Why Columbus Day And Indigenous Peoples' Day Are The Same Day

Columbus Day is a relatively new holiday — founded by Franklin D. Roosevelt in 1934 — and there are signs it may already be on its way out, less than a century later. Although the issue remains divisive, on the whole, Christopher Columbus' reputation has diminished among younger generations.

Roosevelt's decision to create the holiday came after support for the celebration gathered pace in the early 20th century. The 400th anniversary of Columbus' landing was first celebrated at the World's Fair in 1892, and after that, a Catholic fraternal organization known as the Knights of Columbus pushed to make it a permanent holiday. In more recent times, the holiday has divided public opinion, however. According to a public opinion poll published in the Los Angeles Times in 1992, for example, 64% of Americans said they regarded Columbus as a hero, and just over half said they believed the day should remain a national holiday. These numbers have remained fairly consistent in more recent polls up to the present day, however, according to Bloomberg, among students, 69% of those polled in 2019 did not believe Americans should be celebrating Columbus Day at all.

With that said — who wants to give up a holiday? But there is another option available. The defiant decision to celebrate Indigenous People's Day instead came about at the United Nations-backed discrimination conference in 1977, and the idea has steadily gained traction ever since. The number of states embracing the new holiday has risen dramatically in recent years, signaling that Columbus's day may one day cease to exist.

Arguments against Columbus Day

Although it is understandable that ordinary Americans wish to celebrate the birth of their country — Christopher Columbus is possibly not the best figure to use as a national symbol. Columbus was a morally grey character at best — and arguably a complete monster at worst.

During Columbus' initial encounter with the indigenous people of the Americas, his first thoughts revolved around conquest, assimilation, and servitude. In his own writings, he spoke of the people he encountered as though they were chattel, stating "It appears to me, that the people are ingenious, and would be good servants," and "I could conquer the whole of them with fifty men, and govern them as I pleased." For many, Columbus' landing marked the beginning of the genocide and enslavement of indigenous people and is therefore not something to be celebrated.

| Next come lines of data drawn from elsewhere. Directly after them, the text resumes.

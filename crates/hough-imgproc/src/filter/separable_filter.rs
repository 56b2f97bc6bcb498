use hough_image::{Image, ImageError};
use rayon::prelude::*;

use crate::parallel::ExecutionStrategy;

/// Trait for floating point casting
pub trait FloatConversion {
    /// Convert the type to f32
    fn to_f32(&self) -> f32;
    /// Convert the type from f32
    fn from_f32(val: f32) -> Self;
}

impl FloatConversion for f32 {
    fn to_f32(&self) -> f32 {
        *self
    }

    fn from_f32(val: f32) -> Self {
        val
    }
}

impl FloatConversion for u8 {
    fn to_f32(&self) -> f32 {
        *self as f32
    }

    fn from_f32(val: f32) -> Self {
        val.round().clamp(0.0, 255.0) as u8
    }
}

/// A separable 2D filter that applies horizontal and vertical 1D correlations sequentially.
///
/// Samples outside the image are treated as zero.
struct SeparableFilter<'a> {
    kernel_x: &'a [f32],
    kernel_y: &'a [f32],
    offsets_x: Vec<isize>,
    offsets_y: Vec<isize>,
}

impl<'a> SeparableFilter<'a> {
    fn new(kernel_x: &'a [f32], kernel_y: &'a [f32]) -> Self {
        let half_x = (kernel_x.len() / 2) as isize;
        let half_y = (kernel_y.len() / 2) as isize;

        Self {
            kernel_x,
            kernel_y,
            offsets_x: (0..kernel_x.len() as isize).map(|i| i - half_x).collect(),
            offsets_y: (0..kernel_y.len() as isize).map(|i| i - half_y).collect(),
        }
    }

    /// Horizontal pass of one row into `row_temp`.
    fn filter_row<T: FloatConversion, const C: usize>(
        &self,
        src_row: &[T],
        row_temp: &mut [f32],
        cols: usize,
    ) {
        for c in 0..cols {
            let mut acc = [0.0f32; C];
            for (&k, &off) in self.kernel_x.iter().zip(self.offsets_x.iter()) {
                let x = c as isize + off;
                if x >= 0 && x < cols as isize {
                    let idx = x as usize * C;
                    for (ch, acc_val) in acc.iter_mut().enumerate() {
                        *acc_val += src_row[idx + ch].to_f32() * k;
                    }
                }
            }
            row_temp[c * C..(c + 1) * C].copy_from_slice(&acc);
        }
    }

    /// Vertical pass producing output row `r` from the horizontally filtered buffer.
    fn filter_col<T: FloatConversion, const C: usize>(
        &self,
        temp: &[f32],
        row_dst: &mut [T],
        r: usize,
        rows: usize,
        cols: usize,
    ) {
        for c in 0..cols {
            let mut acc = [0.0f32; C];
            for (&k, &off) in self.kernel_y.iter().zip(self.offsets_y.iter()) {
                let y = r as isize + off;
                if y >= 0 && y < rows as isize {
                    let idx = y as usize * cols * C + c * C;
                    for (ch, acc_val) in acc.iter_mut().enumerate() {
                        *acc_val += temp[idx + ch] * k;
                    }
                }
            }
            for (ch, &acc_val) in acc.iter().enumerate() {
                row_dst[c * C + ch] = T::from_f32(acc_val);
            }
        }
    }

    fn apply<T, const C: usize>(
        &self,
        src: &Image<T, C>,
        dst: &mut Image<T, C>,
        strategy: ExecutionStrategy,
    ) -> Result<(), ImageError>
    where
        T: FloatConversion + Send + Sync,
    {
        let rows = src.rows();
        let cols = src.cols();
        let stride = cols * C;
        if rows == 0 || stride == 0 {
            return Ok(());
        }

        let src_data = src.as_slice();
        let dst_data = dst.as_slice_mut();
        let mut temp = vec![0.0f32; src_data.len()];

        let run = |parallel: bool| {
            if parallel {
                temp.par_chunks_mut(stride)
                    .zip(src_data.par_chunks(stride))
                    .for_each(|(row_temp, src_row)| {
                        self.filter_row::<T, C>(src_row, row_temp, cols)
                    });
                let temp = &temp;
                dst_data
                    .par_chunks_mut(stride)
                    .enumerate()
                    .for_each(|(r, row_dst)| self.filter_col::<T, C>(temp, row_dst, r, rows, cols));
            } else {
                temp.chunks_mut(stride)
                    .zip(src_data.chunks(stride))
                    .for_each(|(row_temp, src_row)| {
                        self.filter_row::<T, C>(src_row, row_temp, cols)
                    });
                dst_data
                    .chunks_mut(stride)
                    .enumerate()
                    .for_each(|(r, row_dst)| self.filter_col::<T, C>(&temp, row_dst, r, rows, cols));
            }
        };

        strategy
            .install(run)
            .map_err(|e| ImageError::ExecutionError(e.to_string()))
    }
}

/// Apply a separable filter with execution strategy control.
///
/// # Arguments
///
/// * `src` - The source image with shape (H, W, C).
/// * `dst` - The destination image with shape (H, W, C).
/// * `kernel_x` - The horizontal kernel.
/// * `kernel_y` - The vertical kernel.
/// * `strategy` - Execution strategy used for both passes.
pub fn separable_filter_with_strategy<T, const C: usize>(
    src: &Image<T, C>,
    dst: &mut Image<T, C>,
    kernel_x: &[f32],
    kernel_y: &[f32],
    strategy: ExecutionStrategy,
) -> Result<(), ImageError>
where
    T: FloatConversion + Send + Sync,
{
    if kernel_x.is_empty() || kernel_y.is_empty() {
        return Err(ImageError::InvalidKernelLength(
            kernel_x.len(),
            kernel_y.len(),
        ));
    }

    if src.size() != dst.size() {
        return Err(ImageError::InvalidImageSize(
            src.cols(),
            src.rows(),
            dst.cols(),
            dst.rows(),
        ));
    }

    SeparableFilter::new(kernel_x, kernel_y).apply(src, dst, strategy)
}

Then of course there is the thorny issue that Columbus didn't actually discover America at all. As far as Europeans are concerned, he wasn't the first person to find the far-flung landmass. That honor should really go to Lief Erikson, the Viking explorer who found the mysterious continent of "Vinland" on his travels, and who has a day of his own, on October 9th.

Indigenous People's Day gains supporters

There is good reason to believe that one day Columbus Day may cease to exist altogether. USA Today reports that Berkeley and Santa Cruz in California both opted to switch to Indigenous People's Day way back in 1989 and by the 1990s, the International Conference on Discrimination Against Indigenous Populations began to push for the widespread adoption of the new day, replacing Columbus' dark legacy of colonialism, with a celebration of the often marginalized Native Americans. And the idea has definitely caught on.

According to the Indian Youth organization, although many jurisdictions have opted to celebrate both holidays on the same day, others have expunged Columbus from their festive rosters entirely. Leading the charge, many cities in the states of Washington, Oregon, Oklahoma, Minnesota, and New York have permanently made the switch, and various cities in many other states have joined them as well.

Perhaps the biggest sign that change is on the horizon has come from President Joe Biden, now officially the first president in history to officially mark the day with a public proclamation. On Indigenous People's Day in 2021, he wrote "For generations, Federal policies systematically sought to assimilate and displace Native people and eradicate Native cultures ... Today, we recognize Indigenous peoples' resilience and strength as well as the immeasurable positive impact that they have made on every aspect of American society" (via AP News). His message was warmly welcomed by many indigenous Americans.